In August 2024 I published a post entitled "Exhibit A That Developmental Biologists Have No Credible Explanation of Human Morphogenesis." I discussed an article in the online magazine Aeon by a molecular biologist (John Wallingford) who is the past president of the Society for Developmental Biology. I discussed how the article provided no credible tale to explain the marvel of how a speck-sized zygote (existing just after impregnation of a female) is able to progress to become the vast state of organization that is the human body. In November 2024 the same magazine (Aeon) published another article by different biologists trying to explain how this marvel of organization occurs. The article (entitled "Elusive But Everywhere") is by Duke University professor of biology Daniel W. McShea and Gunnar O. Babcock, a lecturer at Cornell University. The article by McShea and Babcock tells a completely different tale from the one told by Wallingford. McShea and Babcock very much fail to tell a credible tale to explain the marvel of human development.
The article begins with a few paragraphs of misleading claims such as the claim that Darwin did something to reduce the need for teleological explanations in biology. No, he didn't; but I need not get into the failures of Darwinism in this post, but to simply point out that the problem of explaining what happens in a womb is an almost entirely different problem from the problem of explaining the origin of the human species. Whatever ideas a person may have about so-called natural selection and the origin of humans are not of any use in explaining how a speck-sized zygote is able to progress over nine months to become something vastly more organized: a full human body. In trying to explain the "how" of human development, the problem is to explain how it could happen that some great marvel of construction could occur inside the body of a pregnant woman. Claims about events that happened thousands or millions of years ago are of no use in explaining such a thing. An explanation would have to involve describing events that are happening this year within the bodies of pregnant women.

McShea and Babcock discuss the failure of mechanistic explanations to explain the appearance of a human body. They then give this grand-sounding announcement:
"So, caught between modern science and our intuitions about teleology, we seem to have only two ways of explaining the apparent goal directedness in some systems: teleology or mechanism. Both are troublesome. Both are inadequate. In recognition of this problem, philosophers of biology and others have, in recent decades, been struggling to find an alternative. We believe we have found it: a third way that reconciles Aristotelian thinking about goal directedness with the mechanistic view of a Newtonian universe. This alternative explains the apparent seeking of all goal-directed entities, from developing acorns and migrating sea turtles to self-driving cars and human intentions. It proposes that a hidden architecture connects these entities. It even explains falling rocks.
We call it ‘field theory.' "
Unfortunately, what follows is nothing but the most empty hand-waving. No real theory is presented. All that the authors have done is to sprinkle a little physics jargon while engaging in the most vacuous hand-waving. The term 'field' is a term used by physicists. It refers to some area of space that is under the influence of a force.
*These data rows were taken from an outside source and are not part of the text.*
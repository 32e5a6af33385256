//! The cursor API (spec §4.4's "Cursor operations"): the one handle
//! applications use to navigate and mutate a table's keyspace inside a
//! transaction.

use std::sync::Arc;

use crate::error::{Error, Result};
use crate::txn::modify::Fragment;
use crate::txn::Transaction;

use super::Table;

#[derive(Debug, Clone, Copy, PartialEq, Eq)]
enum Position {
    Unset,
    OnKey,
    Exhausted,
}

/// A cursor walks `table`'s [`Table::ordered_keys`] under `txn`'s snapshot.
/// Not `Send`/`Sync` across threads by convention — one cursor per session,
/// matching the teacher's session-owned-cursor pattern.
pub struct Cursor<'t> {
    table: &'t Table,
    txn: Arc<Transaction>,
    key: Option<Vec<u8>>,
    value: Option<Vec<u8>>,
    position: Position,
}

impl<'t> Cursor<'t> {
    pub fn new(table: &'t Table, txn: Arc<Transaction>) -> Self {
        Self {
            table,
            txn,
            key: None,
            value: None,
            position: Position::Unset,
        }
    }

    pub fn set_key(&mut self, key: impl Into<Vec<u8>>) {
        self.key = Some(key.into());
    }

    pub fn set_value(&mut self, value: impl Into<Vec<u8>>) {
        self.value = Some(value.into());
    }

    pub fn key(&self) -> Option<&[u8]> {
        self.key.as_deref()
    }

    pub fn value(&self) -> Option<&[u8]> {
        self.value.as_deref()
    }

    /// Exact-match search: positions the cursor on `key` if it is present
    /// and visible, loading its value. Returns `Ok(true)` iff found (spec's
    /// `compare == 0` result).
    pub fn search(&mut self) -> Result<bool> {
        let key = self.key.clone().ok_or_else(|| Error::InvalidArgument("search requires set_key".into()))?;
        match self.table.search(&self.txn, &key) {
            Some(value) => {
                self.value = Some(value);
                self.position = Position::OnKey;
                Ok(true)
            }
            None => {
                self.position = Position::Exhausted;
                Ok(false)
            }
        }
    }

    /// Approximate-match search (spec: `search_near`): positions on the
    /// smallest visible key `>= set_key`, or the cursor goes exhausted if
    /// none exists.
    pub fn search_near(&mut self) -> Result<bool> {
        let key = self.key.clone().ok_or_else(|| Error::InvalidArgument("search_near requires set_key".into()))?;
        let keys = self.table.ordered_keys();
        let idx = keys.partition_point(|k| self.table.compare(k, &key) == std::cmp::Ordering::Less);
        for candidate in &keys[idx..] {
            if let Some(value) = self.table.search(&self.txn, candidate) {
                self.key = Some(candidate.clone());
                self.value = Some(value);
                self.position = Position::OnKey;
                return Ok(true);
            }
        }
        self.position = Position::Exhausted;
        Ok(false)
    }

    /// Advance to the next visible key in order.
    pub fn next(&mut self) -> Result<bool> {
        let keys = self.table.ordered_keys();
        let start_idx = match &self.key {
            Some(k) => keys.partition_point(|x| self.table.compare(x, k) != std::cmp::Ordering::Greater),
            None => 0,
        };
        for candidate in &keys[start_idx..] {
            if let Some(value) = self.table.search(&self.txn, candidate) {
                self.key = Some(candidate.clone());
                self.value = Some(value);
                self.position = Position::OnKey;
                return Ok(true);
            }
        }
        self.position = Position::Exhausted;
        self.value = None;
        Ok(false)
    }

    /// Step to the previous visible key in order.
    pub fn prev(&mut self) -> Result<bool> {
        let keys = self.table.ordered_keys();
        let end_idx = match &self.key {
            Some(k) => keys.partition_point(|x| self.table.compare(x, k) == std::cmp::Ordering::Less),
            None => keys.len(),
        };
        for candidate in keys[..end_idx].iter().rev() {
            if let Some(value) = self.table.search(&self.txn, candidate) {
                self.key = Some(candidate.clone());
                self.value = Some(value);
                self.position = Position::OnKey;
                return Ok(true);
            }
        }
        self.position = Position::Exhausted;
        self.value = None;
        Ok(false)
    }

    /// Clear the cursor's positioned state without closing it (spec:
    /// `reset`). The cursor may be reused for a fresh search.
    pub fn reset(&mut self) {
        self.key = None;
        self.value = None;
        self.position = Position::Unset;
    }

    pub fn insert(&mut self) -> Result<()> {
        let key = self.key.clone().ok_or_else(|| Error::InvalidArgument("insert requires set_key".into()))?;
        let value = self.value.clone().ok_or_else(|| Error::InvalidArgument("insert requires set_value".into()))?;
        self.table.insert(&self.txn, key, value)
    }

    pub fn update(&mut self) -> Result<()> {
        self.insert()
    }

    pub fn remove(&mut self) -> Result<()> {
        let key = self.key.clone().ok_or_else(|| Error::InvalidArgument("remove requires set_key".into()))?;
        self.table.remove(&self.txn, &key)
    }

    /// Write-write conflict placeholder without a value (spec: `reserve`).
    pub fn reserve(&mut self) -> Result<()> {
        let key = self.key.clone().ok_or_else(|| Error::InvalidArgument("reserve requires set_key".into()))?;
        self.table.reserve(&self.txn, &key)
    }

    pub fn modify(&mut self, fragments: Vec<Fragment>) -> Result<()> {
        let key = self.key.clone().ok_or_else(|| Error::InvalidArgument("modify requires set_key".into()))?;
        self.table.modify(&self.txn, &key, fragments)
    }

    /// Column-store "insert at the next recno" (spec §8): positions the
    /// cursor on the assigned recno and returns it.
    pub fn append(&mut self) -> Result<u64> {
        let value = self.value.clone().ok_or_else(|| Error::InvalidArgument("append requires set_value".into()))?;
        let recno = self.table.append(&self.txn, value)?;
        self.key = Some(recno.to_be_bytes().to_vec());
        self.position = Position::OnKey;
        Ok(recno)
    }

    /// Fast truncate over `[start_recno, end_recno)` (spec §4.4 / end-to-end
    /// scenario 5). Column-store only.
    pub fn truncate(&mut self, start_recno: u64, end_recno: u64) -> Result<()> {
        self.table.truncate_recno(&self.txn, start_recno, end_recno)
    }

    /// Close discards any positioned state; there is nothing else to
    /// release since this cursor holds no page cache resources directly.
    pub fn close(self) {}
}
McShea and Babcock state, "Our proposal is that fields direct the action of all goal-directed entities." They give us nothing specific to back up this wild claim, which makes no sense. In physics, fields are mindless things, things which do not contain any type of detailed instructions. A magnetic field does not tell how to make anything complex. But the human body is a marvel of the highest organization. In a body atoms are organized into not-very-complex molecules such as amino acids, which are organized into extremely complex molecules such as proteins, which are organized into far more organized protein complexes, which are organized into organelles, which are organized into cells, which are organized into tissues, which are organized into organs, which are organized into organs systems. How could you ever get such a marvel of organization from some mere field, which has no power to produce complex organizations, and no blueprint of the final state of organization to be achieved? Initially the idea of evoking "fields" to explain how we get human bodies seems as silly as the idea that some magnetic field built a skyscraper. McShea and Babcock do nothing to make the idea seem credible.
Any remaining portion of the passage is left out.